The OSA posse landed in Jackson several days before Elkfest and shortly after declaring that they intend to make the “Equality State”—so named because it was the first in the U.S. to grant women the right to vote—wholly “abortion free.” Their primary target is Dr. Brent Blue of Emerg-A-Care, a physician who has worked in Jackson since 1984.
“We’re a family practice that does terminations,” Blue begins. “Although less than one percent of our patients come in for them, I believe that as a family physician, abortion should be part of our practice, along with flu shots, STD screenings, dispensing birth control, and general examinations.”
Blue says that he got on the anti-abortion group’s radar a little more than a year ago when he ran for County Coroner. “I’m a Democrat,” he continues. “The guy I was up against ran as a Right-to-Life candidate. That’s when the antis began to target me and when they first started claiming that that they were going to make Wyoming abortion-free.”

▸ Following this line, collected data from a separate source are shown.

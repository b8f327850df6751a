//! Physical address model for the MV family.
//!
//! A physical address is 31 bits wide: the top 3 bits select one of 8
//! segments ("rings") of 256 MB each, the low 28 bits are the word offset
//! inside that segment. All ring/offset bit manipulation in the crate lives
//! behind [`Address`] so the program counter and the active segment cannot
//! drift apart.

/// Number of addressable segments (rings).
pub const SEGMENT_COUNT: usize = 8;

/// Bit position of the ring field inside a physical address.
pub const RING_SHIFT: u32 = 28;

/// Mask selecting the 3 ring bits of a physical address.
pub const RING_MASK: u32 = 0x7000_0000;

/// Mask selecting the 28-bit in-segment word offset.
pub const OFFSET_MASK: u32 = 0x0FFF_FFFF;

/// Mask selecting all significant bits of a physical address.
pub const PHYS_MASK: u32 = 0x7FFF_FFFF;

/// Physical-address confinement applied while address translation is off:
/// the machine can only reach the first 16 M words (32 MB).
pub const NO_ATU_MASK: u32 = 0x00FF_FFFF;

/// Top bit of a 16-bit cell: a further level of indirection when chasing
/// narrow pointer chains.
pub const WORD_IND_BIT: u16 = 0x8000;

/// Top bit of a 32-bit cell: a further level of indirection when chasing
/// wide pointer chains.
pub const DWORD_IND_BIT: u32 = 0x8000_0000;

/// A 31-bit physical word address split into ring and in-segment offset.
#[derive(Debug, Clone, Copy, PartialEq, Eq, Hash, Default)]
#[cfg_attr(feature = "serde", derive(serde::Deserialize, serde::Serialize))]
pub struct Address {
    ring: u8,
    offset: u32,
}

impl Address {
    /// Builds an address from a ring number and a word offset.
    ///
    /// The ring is kept to 3 bits and the offset to 28 bits.
    #[must_use]
    pub const fn new(ring: u8, offset: u32) -> Self {
        Self {
            ring: ring & 0x7,
            offset: offset & OFFSET_MASK,
        }
    }

    /// Splits a raw 31-bit physical address into ring and offset.
    #[must_use]
    pub const fn from_phys(phys: u32) -> Self {
        Self {
            ring: ((phys & RING_MASK) >> RING_SHIFT) as u8,
            offset: phys & OFFSET_MASK,
        }
    }

    /// Recombines ring and offset into the raw 31-bit physical address.
    #[must_use]
    pub const fn phys(self) -> u32 {
        ((self.ring as u32) << RING_SHIFT) | self.offset
    }

    /// The 3-bit ring (segment) number.
    #[must_use]
    pub const fn ring(self) -> u8 {
        self.ring
    }

    /// The 28-bit word offset inside the segment.
    #[must_use]
    pub const fn offset(self) -> u32 {
        self.offset
    }

    /// The raw ring bits, positioned for OR-ing onto an offset.
    #[must_use]
    pub const fn ring_bits(self) -> u32 {
        (self.ring as u32) << RING_SHIFT
    }

    /// Returns the address of a fixed page-zero cell in this address's ring.
    #[must_use]
    pub const fn page_zero(self, cell: u32) -> u32 {
        self.ring_bits() | (cell & OFFSET_MASK)
    }

    /// Returns a copy advanced by `words`, wrapping inside the segment.
    #[must_use]
    pub const fn advance(self, words: u32) -> Self {
        Self {
            ring: self.ring,
            offset: (self.offset.wrapping_add(words)) & OFFSET_MASK,
        }
    }

    /// Replaces the offset, keeping the ring.
    #[must_use]
    pub const fn with_offset(self, offset: u32) -> Self {
        Self {
            ring: self.ring,
            offset: offset & OFFSET_MASK,
        }
    }

    /// Forces a physical address into this address's ring, dropping whatever
    /// ring bits the value carried. Used after indirection chains so that a
    /// ring-relative computation never escapes the current segment.
    #[must_use]
    pub const fn rejoin(self, phys: u32) -> u32 {
        self.ring_bits() | (phys & OFFSET_MASK)
    }
}

/// Converts a word address and byte selector into a byte pointer.
///
/// Byte pointers address the two bytes of each word left-to-right: an even
/// byte pointer names the high (left) byte.
#[must_use]
pub const fn byte_pointer(word_addr: u32, right_byte: bool) -> u32 {
    (word_addr << 1) | right_byte as u32
}

/// Splits a byte pointer into its word address and byte selector.
#[must_use]
pub const fn split_byte_pointer(bp: u32) -> (u32, bool) {
    (bp >> 1, (bp & 1) != 0)
}
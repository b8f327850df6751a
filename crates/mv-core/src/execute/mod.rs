//! Instruction execution dispatch.
//!
//! One handler module per instruction class. Handlers mutate CPU state and
//! talk to the memory and bus collaborators; the dispatcher owns the generic
//! PC advance so transfer-of-control handlers can return early with
//! [`Flow::Jump`]. Stack faults are handled entirely in here via the stack
//! fault protocol and never escape as errors.

mod eagle_fpu;
mod eagle_io;
mod eagle_mem;
mod eagle_op;
mod eagle_pc;
mod eagle_stack;
mod eclipse_mem;
mod eclipse_op;
mod eclipse_pc;
mod eclipse_stack;
pub mod helpers;
mod nova_io;
mod nova_mem;
mod nova_op;
mod nova_pc;

use crate::bus::IoBus;
use crate::decode::DecodedInstruction;
use crate::fault::CpuError;
use crate::isa::InstrClass;
use crate::memory::MemoryBus;
use crate::state::CpuState;

/// What the program counter should do after a handler returns.
#[derive(Debug, Clone, Copy, PartialEq, Eq)]
pub enum Flow {
    /// Advance past the instruction.
    Advance,
    /// Advance past the instruction and the following word.
    Skip,
    /// The handler set the program counter itself.
    Jump,
    /// Stop the run loop cleanly; the program counter has advanced.
    Halt,
}

/// Executes one decoded instruction against the CPU state and collaborators.
///
/// `limit` is the configured indirection hop bound.
///
/// # Errors
///
/// [`CpuError::Unimplemented`] for an instruction index no handler claims,
/// plus whatever the handlers surface ([`CpuError::IndirectionLimit`],
/// [`CpuError::MemoryFault`]).
pub fn execute(
    state: &mut CpuState,
    mem: &mut dyn MemoryBus,
    bus: &mut dyn IoBus,
    limit: u32,
    instr: &DecodedInstruction,
) -> Result<Flow, CpuError> {
    let flow = match instr.class {
        InstrClass::NovaMemRef => nova_mem::execute(state, mem, limit, instr),
        InstrClass::NovaOp => nova_op::execute(state, instr),
        InstrClass::NovaIo => nova_io::execute(state, bus, instr),
        InstrClass::NovaPc => nova_pc::execute(state, mem, limit, instr),
        InstrClass::EclipseMemRef => eclipse_mem::execute(state, mem, limit, instr),
        InstrClass::EclipseOp => eclipse_op::execute(state, mem, instr),
        InstrClass::EclipsePc => eclipse_pc::execute(state, mem, limit, instr),
        InstrClass::EclipseStack => eclipse_stack::execute(state, mem, limit, instr),
        InstrClass::EagleMemRef => eagle_mem::execute(state, mem, limit, instr),
        InstrClass::EagleOp => eagle_op::execute(state, instr),
        InstrClass::EaglePc => eagle_pc::execute(state, mem, limit, instr),
        InstrClass::EagleStack => eagle_stack::execute(state, mem, limit, instr),
        InstrClass::EagleIo => eagle_io::execute(state, bus, instr),
        InstrClass::EagleFpu => eagle_fpu::execute(state, mem, limit, instr),
    }?;

    match flow {
        Flow::Advance | Flow::Halt => {
            state.set_pc(state.pc().advance(u32::from(instr.len)));
        }
        Flow::Skip => {
            state.set_pc(state.pc().advance(u32::from(instr.len) + 1));
        }
        Flow::Jump => {}
    }
    Ok(flow)
}
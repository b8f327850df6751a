//! Effective-address resolution.
//!
//! All displacement widths share one algorithm: pick a base from the
//! addressing mode, add the (already sign- or zero-extended) displacement in
//! extended precision, chase the indirection chain, re-OR the current ring
//! bits onto the result, and confine it to the first 32 MB while address
//! translation is off. A ring-relative computation can therefore never
//! escape the current segment.
//!
//! Indirection chains carry no terminator other than a clear top bit, so a
//! crafted image could chain forever; the chase is bounded by the
//! configured hop limit and reports [`CpuError::IndirectionLimit`] past it.

use log::trace;

use crate::addr::{
    byte_pointer, split_byte_pointer, Address, DWORD_IND_BIT, NO_ATU_MASK, OFFSET_MASK,
    WORD_IND_BIT,
};
use crate::decode::AddrMode;
use crate::fault::CpuError;
use crate::memory::MemoryBus;
use crate::state::CpuState;

/// Cell width used when chasing an indirection chain.
#[derive(Debug, Clone, Copy, PartialEq, Eq)]
enum ChaseWidth {
    /// 16-bit cells; pointers are 15 bits wide.
    Word,
    /// 32-bit cells; pointers are 31 bits wide.
    Dword,
}

/// Resolves a legacy 8-bit-displacement reference.
///
/// # Errors
///
/// [`CpuError::IndirectionLimit`] when an indirection chain exceeds `limit`.
pub fn resolve_8bit(
    state: &CpuState,
    mem: &dyn MemoryBus,
    limit: u32,
    ind: bool,
    mode: AddrMode,
    disp: i32,
) -> Result<u32, CpuError> {
    resolve(state, mem, limit, ind, mode, disp, 0, ChaseWidth::Word)
}

/// Resolves a 15-bit-displacement reference. `extra` is the
/// instruction-specific offset added to PC-relative bases (the wide forms
/// count displacement from the displacement word, not the first word).
///
/// # Errors
///
/// [`CpuError::IndirectionLimit`] when an indirection chain exceeds `limit`.
pub fn resolve_15bit(
    state: &CpuState,
    mem: &dyn MemoryBus,
    limit: u32,
    ind: bool,
    mode: AddrMode,
    disp: i32,
    extra: u32,
) -> Result<u32, CpuError> {
    resolve(state, mem, limit, ind, mode, disp, extra, ChaseWidth::Word)
}

/// Resolves a 31-bit-displacement reference.
///
/// # Errors
///
/// [`CpuError::IndirectionLimit`] when an indirection chain exceeds `limit`.
pub fn resolve_31bit(
    state: &CpuState,
    mem: &dyn MemoryBus,
    limit: u32,
    ind: bool,
    mode: AddrMode,
    disp: i32,
    extra: u32,
) -> Result<u32, CpuError> {
    resolve(state, mem, limit, ind, mode, disp, extra, ChaseWidth::Dword)
}

/// Resolves a byte reference to a byte pointer. Byte references carry no
/// indirection, so resolution cannot fail.
#[must_use]
pub fn resolve_byte(state: &CpuState, mode: AddrMode, disp: i32) -> u32 {
    let pc = state.pc();
    let base: i64 = match mode {
        AddrMode::Absolute => 0,
        AddrMode::PcRel => i64::from(pc.offset()) << 1,
        AddrMode::Ac2Rel => i64::from(state.ac(2)),
        AddrMode::Ac3Rel => i64::from(state.ac(3)),
    };
    let bp = base.wrapping_add(i64::from(disp)) as u32;
    let (word, right) = split_byte_pointer(bp);
    let mut word = pc.rejoin(word);
    if !state.atu_on() {
        word &= NO_ATU_MASK;
    }
    byte_pointer(word, right)
}

/// Reads the word vector at `loc` and chases its indirection chain. Used by
/// the interrupt controller and the narrow stack-fault protocol.
///
/// # Errors
///
/// [`CpuError::IndirectionLimit`] when the chain exceeds `limit`.
pub fn resolve_vector_word(
    state: &CpuState,
    mem: &dyn MemoryBus,
    limit: u32,
    loc: u32,
) -> Result<u32, CpuError> {
    let ctx = Address::from_phys(loc);
    let eff = chase_word(ctx, mem, limit, ctx.offset())?;
    let mut phys = ctx.rejoin(eff);
    if !state.atu_on() {
        phys &= NO_ATU_MASK;
    }
    Ok(phys)
}

/// Reads the doubleword vector at `loc` and chases its indirection chain.
/// Used by the wide stack-fault protocol.
///
/// # Errors
///
/// [`CpuError::IndirectionLimit`] when the chain exceeds `limit`.
pub fn resolve_vector_dword(
    state: &CpuState,
    mem: &dyn MemoryBus,
    limit: u32,
    loc: u32,
) -> Result<u32, CpuError> {
    let ctx = Address::from_phys(loc);
    let eff = chase_dword(ctx, mem, limit, ctx.offset())?;
    let mut phys = ctx.rejoin(eff);
    if !state.atu_on() {
        phys &= NO_ATU_MASK;
    }
    Ok(phys)
}

fn resolve(
    state: &CpuState,
    mem: &dyn MemoryBus,
    limit: u32,
    ind: bool,
    mode: AddrMode,
    disp: i32,
    extra: u32,
    width: ChaseWidth,
) -> Result<u32, CpuError> {
    let pc = state.pc();
    let base: i64 = match mode {
        AddrMode::Absolute => 0,
        AddrMode::PcRel => i64::from(pc.offset().wrapping_add(extra)),
        AddrMode::Ac2Rel => i64::from(state.ac(2) & OFFSET_MASK),
        AddrMode::Ac3Rel => i64::from(state.ac(3) & OFFSET_MASK),
    };
    let mut eff = (base.wrapping_add(i64::from(disp)) as u32) & OFFSET_MASK;

    if ind {
        eff = match width {
            ChaseWidth::Word => chase_word(pc, mem, limit, eff)?,
            ChaseWidth::Dword => chase_dword(pc, mem, limit, eff)?,
        };
    }

    let mut phys = pc.rejoin(eff);
    if !state.atu_on() {
        phys &= NO_ATU_MASK;
    }
    Ok(phys)
}

fn chase_word(pc: Address, mem: &dyn MemoryBus, limit: u32, start: u32) -> Result<u32, CpuError> {
    let mut eff = start;
    let mut cell = mem.read_word(pc.rejoin(eff));
    let mut hops = 0u32;
    loop {
        eff = u32::from(cell & !WORD_IND_BIT);
        if cell & WORD_IND_BIT == 0 {
            return Ok(eff);
        }
        hops += 1;
        if hops > limit {
            trace!("indirection chain abandoned at {eff:#o} after {limit} hops");
            return Err(CpuError::IndirectionLimit {
                addr: pc.rejoin(eff),
                limit,
            });
        }
        cell = mem.read_word(pc.rejoin(eff));
    }
}

fn chase_dword(pc: Address, mem: &dyn MemoryBus, limit: u32, start: u32) -> Result<u32, CpuError> {
    let mut eff = start;
    let mut cell = mem.read_dword(pc.rejoin(eff));
    let mut hops = 0u32;
    loop {
        eff = cell & OFFSET_MASK;
        if cell & DWORD_IND_BIT == 0 {
            return Ok(eff);
        }
        hops += 1;
        if hops > limit {
            trace!("indirection chain abandoned at {eff:#o} after {limit} hops");
            return Err(CpuError::IndirectionLimit {
                addr: pc.rejoin(eff),
                limit,
            });
        }
        cell = mem.read_dword(pc.rejoin(eff));
    }
}

#[cfg(test)]
mod tests {
    use super::{resolve_15bit, resolve_31bit, resolve_8bit, resolve_byte};
    use crate::addr::Address;
    use crate::decode::AddrMode;
    use crate::fault::CpuError;
    use crate::memory::{FlatMemory, MemoryBus};
    use crate::state::CpuState;

    const LIMIT: u32 = 16;

    fn state_at(pc: u32) -> CpuState {
        let mut state = CpuState::default();
        state.set_pc(Address::from_phys(pc));
        state.set_atu_on(true);
        state
    }

    #[test]
    fn absolute_mode_is_the_displacement_itself() {
        let state = state_at(0o1000);
        let mem = FlatMemory::new(0x1000);
        let ea = resolve_8bit(&state, &mem, LIMIT, false, AddrMode::Absolute, 0o177).unwrap();
        assert_eq!(ea, 0o177);
    }

    #[test]
    fn pc_relative_adds_the_signed_displacement() {
        let state = state_at(0o1000);
        let mem = FlatMemory::new(0x1000);
        let ea = resolve_8bit(&state, &mem, LIMIT, false, AddrMode::PcRel, -4).unwrap();
        assert_eq!(ea, 0o774);
    }

    #[test]
    fn accumulator_relative_uses_the_index_register() {
        let mut state = state_at(0o1000);
        state.set_ac(2, 0o2000);
        state.set_ac(3, 0o3000);
        let mem = FlatMemory::new(0x2000);
        let ea = resolve_15bit(&state, &mem, LIMIT, false, AddrMode::Ac2Rel, 5, 0).unwrap();
        assert_eq!(ea, 0o2005);
        let ea = resolve_15bit(&state, &mem, LIMIT, false, AddrMode::Ac3Rel, -1, 0).unwrap();
        assert_eq!(ea, 0o2777);
    }

    #[test]
    fn word_indirection_chases_until_the_top_bit_clears() {
        let state = state_at(0);
        let mut mem = FlatMemory::new(0x1000);
        mem.write_word(0o100, 0x8000 | 0o200);
        mem.write_word(0o200, 0o300);
        let ea = resolve_15bit(&state, &mem, LIMIT, true, AddrMode::Absolute, 0o100, 0).unwrap();
        assert_eq!(ea, 0o300);
    }

    #[test]
    fn resolved_addresses_carry_the_current_ring() {
        let mut state = state_at(0);
        state.set_pc(Address::new(4, 0o100));
        let mut mem = FlatMemory::new(0x1000);
        // The chase reads inside ring 4 but the backing store here is small;
        // run untranslated to keep reads low, then check ring bits.
        state.set_atu_on(true);
        mem.write_word(0o100, 0o500);
        // Non-indirect absolute resolution still lands in ring 4.
        let ea = resolve_15bit(&state, &mem, LIMIT, false, AddrMode::Absolute, 0o500, 0);
        assert_eq!(ea.unwrap(), 0x4000_0000 | 0o500);
    }

    #[test]
    fn untranslated_addresses_collapse_to_the_first_32_mb() {
        let mut state = state_at(0);
        state.set_pc(Address::new(4, 0o100));
        state.set_atu_on(false);
        let mem = FlatMemory::new(0x1000);
        let ea = resolve_15bit(&state, &mem, LIMIT, false, AddrMode::Absolute, 0o500, 0).unwrap();
        assert_eq!(ea, 0o500);
    }

    #[test]
    fn wide_relative_forms_count_from_the_displacement_word() {
        let state = state_at(0o1000);
        let mem = FlatMemory::new(0x1000);
        let ea = resolve_31bit(&state, &mem, LIMIT, false, AddrMode::PcRel, 2, 1).unwrap();
        assert_eq!(ea, 0o1003);
    }

    #[test]
    fn runaway_chains_hit_the_hop_limit() {
        let state = state_at(0);
        let mut mem = FlatMemory::new(0x100);
        // A cell pointing at itself, indirect forever.
        mem.write_word(0o40, 0x8000 | 0o40);
        let err = resolve_15bit(&state, &mem, 4, true, AddrMode::Absolute, 0o40, 0).unwrap_err();
        assert!(matches!(err, CpuError::IndirectionLimit { limit: 4, .. }));
    }

    #[test]
    fn byte_resolution_splits_pointer_and_selector() {
        let mut state = state_at(0o100);
        state.set_ac(3, (0o200 << 1) | 1);
        let bp = resolve_byte(&state, AddrMode::Ac3Rel, 4);
        assert_eq!(bp >> 1, 0o202);
        assert_eq!(bp & 1, 1);
    }

    #[test]
    fn zero_displacement_relative_resolution_round_trips() {
        // Re-deriving the displacement by subtracting the base recovers the
        // original signed value.
        let state = state_at(0o4000);
        let mem = FlatMemory::new(0x2000);
        for disp in [-16i32, -1, 0, 1, 200] {
            let ea = resolve_15bit(&state, &mem, LIMIT, false, AddrMode::PcRel, disp, 0).unwrap();
            let back = i64::from(ea & 0x0FFF_FFFF) - i64::from(0o4000u32);
            assert_eq!(back, i64::from(disp));
        }
    }
}
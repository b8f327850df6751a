//! Peripheral bus collaborator contract.
//!
//! Device controllers run in their own threads; from the CPU's side every
//! call here is a non-blocking register poke. The interrupt line is owned by
//! the bus: the core only polls and clears it.

/// The three programmed-I/O data registers of a device.
#[derive(Debug, Clone, Copy, PartialEq, Eq, Hash)]
pub enum IoReg {
    /// Register A.
    A,
    /// Register B.
    B,
    /// Register C.
    C,
    /// No data transfer (flag-control-only operations).
    None,
}

/// Busy/Done flag control sent alongside an I/O transfer.
#[derive(Debug, Clone, Copy, PartialEq, Eq, Hash)]
pub enum IoFlag {
    /// No flag change.
    None,
    /// Start the device (set Busy, clear Done).
    Start,
    /// Clear the device (clear Busy and Done).
    Clear,
    /// Pulse the device's special function.
    Pulse,
}

impl IoFlag {
    /// Decodes the 2-bit flag-control field.
    #[must_use]
    pub const fn from_bits(bits: u16) -> Self {
        match bits & 0b11 {
            0b01 => Self::Start,
            0b10 => Self::Clear,
            0b11 => Self::Pulse,
            _ => Self::None,
        }
    }
}

/// Busy/Done test selector of the I/O skip instructions.
#[derive(Debug, Clone, Copy, PartialEq, Eq, Hash)]
pub enum IoTest {
    /// Skip if Busy set.
    BusySet,
    /// Skip if Busy clear.
    BusyClear,
    /// Skip if Done set.
    DoneSet,
    /// Skip if Done clear.
    DoneClear,
}

impl IoTest {
    /// Decodes the 2-bit test field.
    #[must_use]
    pub const fn from_bits(bits: u16) -> Self {
        match bits & 0b11 {
            0b00 => Self::BusySet,
            0b01 => Self::BusyClear,
            0b10 => Self::DoneSet,
            _ => Self::DoneClear,
        }
    }
}

/// Device-number space is 6 bits wide.
pub const DEVICE_COUNT: usize = 64;

/// The pseudo-device number aliasing CPU-internal registers.
pub const DEV_CPU: u8 = 0o77;

/// Peripheral bus contract consumed by the CPU core.
pub trait IoBus {
    /// Programmed input from a device register.
    fn data_in(&mut self, device: u8, reg: IoReg, flag: IoFlag) -> u16;

    /// Programmed output to a device register.
    fn data_out(&mut self, device: u8, value: u16, reg: IoReg, flag: IoFlag);

    /// Whether a controller is attached at `device`.
    fn is_attached(&self, device: u8) -> bool;

    /// Whether `device` is an I/O-capable controller (as opposed to a
    /// memory-channel-only slot).
    fn is_io_device(&self, device: u8) -> bool;

    /// Whether the device's Busy flag is set.
    fn busy(&self, device: u8) -> bool;

    /// Whether the device's Done flag is set.
    fn done(&self, device: u8) -> bool;

    /// Raises the interrupt line on behalf of `device`.
    fn send_interrupt(&mut self, device: u8);

    /// Lowers `device`'s contribution to the interrupt line.
    fn clear_interrupt(&mut self, device: u8);

    /// Whether any unmasked device is requesting an interrupt.
    fn irq_pending(&self) -> bool;

    /// The highest-priority interrupting device, if any.
    fn highest_priority_interrupt(&self) -> Option<u8>;

    /// Applies a new interrupt-disable mask.
    fn set_irq_mask(&mut self, mask: u16);

    /// Resets every attached controller.
    fn reset_all_io_devices(&mut self);
}

/// A bus with nothing attached. Reads return zero, writes vanish, the
/// interrupt line is never raised.
#[derive(Debug, Clone, Copy, Default)]
pub struct NullBus;

impl IoBus for NullBus {
    fn data_in(&mut self, _device: u8, _reg: IoReg, _flag: IoFlag) -> u16 {
        0
    }

    fn data_out(&mut self, _device: u8, _value: u16, _reg: IoReg, _flag: IoFlag) {}

    fn is_attached(&self, _device: u8) -> bool {
        false
    }

    fn is_io_device(&self, _device: u8) -> bool {
        false
    }

    fn busy(&self, _device: u8) -> bool {
        false
    }

    fn done(&self, _device: u8) -> bool {
        false
    }

    fn send_interrupt(&mut self, _device: u8) {}

    fn clear_interrupt(&mut self, _device: u8) {}

    fn irq_pending(&self) -> bool {
        false
    }

    fn highest_priority_interrupt(&self) -> Option<u8> {
        None
    }

    fn set_irq_mask(&mut self, _mask: u16) {}

    fn reset_all_io_devices(&mut self) {}
}

#[cfg(test)]
mod tests {
    use super::{IoFlag, IoTest};

    #[test]
    fn flag_control_field_decodes_all_four_values() {
        assert_eq!(IoFlag::from_bits(0), IoFlag::None);
        assert_eq!(IoFlag::from_bits(1), IoFlag::Start);
        assert_eq!(IoFlag::from_bits(2), IoFlag::Clear);
        assert_eq!(IoFlag::from_bits(3), IoFlag::Pulse);
    }

    #[test]
    fn test_field_decodes_all_four_values() {
        assert_eq!(IoTest::from_bits(0), IoTest::BusySet);
        assert_eq!(IoTest::from_bits(1), IoTest::BusyClear);
        assert_eq!(IoTest::from_bits(2), IoTest::DoneSet);
        assert_eq!(IoTest::from_bits(3), IoTest::DoneClear);
    }
}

Things at Emerg-A-Care had been quiet, Blue continues, since a September 1995 firebombing—part of Richard Thomas Anderson’s three-year arson spree at clinics throughout the West—temporarily shuttered the health center. In the 16 years since this incident, Blue says that he has felt fully supported by Jackson’s townspeople and save for several middle-of-the-night phone calls calling him a murderer and an occasional Saturday picketer, no one at Emerg-A-Care has felt much anti-abortion pressure.
“The ethos in Wyoming is that you may have your own ideas, but you don’t tell your neighbors what to do,” said Blue.
The OSA people came here, to Teton County, and six or eight of them picketed in front of the health center. We’re in a shopping mall, which is private property, so they had to stand on the sidewalk, which is public. As far as I know everyone hated their offensive photoshopped signs, their two-by-three foot and taller pictures, and even the anti-choice people in town kept their distance. Hundreds of people signed a petition I created that said, ‘We support your offering choice to women in Jackson Hole.’ Only one church, the Mountainview Independent Baptists, gave OSA any support.
OSA’s website grudgingly acknowledges this, noting the frosty welcome and lamenting the fact that nine of the area’s ten evangelical churches rebuffed their appeals for solidarity. “The Tea Party people have let Jeremy and Felice Augenbaugh, the only faithful family to carry on the work in Jackson, know that the Tea Party does not want to touch social issues like abortion or gay rights,” Flip Benham reports.
Furthermore, the website notes that the people of Jackson “seemed very far from God…Dick Cheney, Harrison Ford, and Sylvester Stallone live there. Rich people move to Jackson to get away from everyone. We never received so many gestures thrown at us or so many cars trying to hit us, but God protected us throughout it all.”
Not surprisingly, OSA’s Benham sees this we-don’t-want-you-here reception as a challenge and refuses to throw in the towel or take his roadshow elsewhere. In fact, he and his followers seem energized by the scorn expressed by local residents. This means that while the group’s legal case winds its way through Wyoming’s court system, Benham and his minions will undoubtedly follow-up on their pledge to return to Jackson to “confront the town with the sin of abortion.”
Rest assured, however, that Dr. Blue and the people of Jackson will be ready—elk antlers in hand—to defend reproductive justice and the choice it allows.